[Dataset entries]
//! Dumping and loading the weights of a network.
//!
//! A snapshot is the concatenation of every node's weight vector in node creation order. It
//! does not describe the topology, so it can only be loaded into a network built the same way.
//! Byte snapshots use native endianness.

use std::{fs, mem::size_of, path::Path};

use log::debug;

use crate::{Network, NetworkError, Result};

impl Network {
    pub fn weights_flat(&self) -> Vec<f64> {
        let mut flat = Vec::with_capacity(self.n_weights());
        for node in self.nodes() {
            flat.extend_from_slice(node.weights());
        }
        flat
    }

    /// Replaces all weights. Nothing changes if `flat` has the wrong length.
    pub fn load_weights_flat(&mut self, flat: &[f64]) -> Result<()> {
        let expected = self.n_weights();
        if flat.len() != expected {
            return Err(NetworkError::SnapshotMismatch {
                expected,
                actual: flat.len(),
            });
        }
        let mut rest = flat;
        for node in self.nodes_mut() {
            let (head, tail) = rest.split_at(node.weights.len());
            node.weights.copy_from_slice(head);
            rest = tail;
        }
        Ok(())
    }

    pub fn weights_to_bytes(&self) -> Vec<u8> {
        bytemuck::cast_slice::<f64, u8>(&self.weights_flat()).to_vec()
    }

    pub fn load_weights_from_bytes(&mut self, bytes: &[u8]) -> Result<()> {
        if bytes.len() % size_of::<f64>() != 0 {
            return Err(NetworkError::SnapshotMismatch {
                expected: self.n_weights(),
                actual: bytes.len().div_ceil(size_of::<f64>()),
            });
        }
        let flat: Vec<f64> = bytemuck::pod_collect_to_vec(bytes);
        self.load_weights_flat(&flat)
    }

    pub fn save_weights(&self, path: impl AsRef<Path>) -> Result<()> {
        let path = path.as_ref();
        fs::write(path, self.weights_to_bytes())?;
        debug!("saved {} weights to {}", self.n_weights(), path.display());
        Ok(())
    }

    pub fn load_weights(&mut self, path: impl AsRef<Path>) -> Result<()> {
        let path = path.as_ref();
        let bytes = fs::read(path)?;
        self.load_weights_from_bytes(&bytes)?;
        debug!("loaded {} weights from {}", self.n_weights(), path.display());
        Ok(())
    }
}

- EXERCISE GOAL: Answer with the exact lines running from the one that contains "fs::write(path, self.weights_to_bytes())?;" through the last line of the data. Include no other line.

- EXPECTED ANSWER:
        fs::write(path, self.weights_to_bytes())?;
        debug!("saved {} weights to {}", self.n_weights(), path.display());
        Ok(())
    }

    pub fn load_weights(&mut self, path: impl AsRef<Path>) -> Result<()> {
        let path = path.as_ref();
        let bytes = fs::read(path)?;
        self.load_weights_from_bytes(&bytes)?;
        debug!("loaded {} weights from {}", self.n_weights(), path.display());
        Ok(())
    }
}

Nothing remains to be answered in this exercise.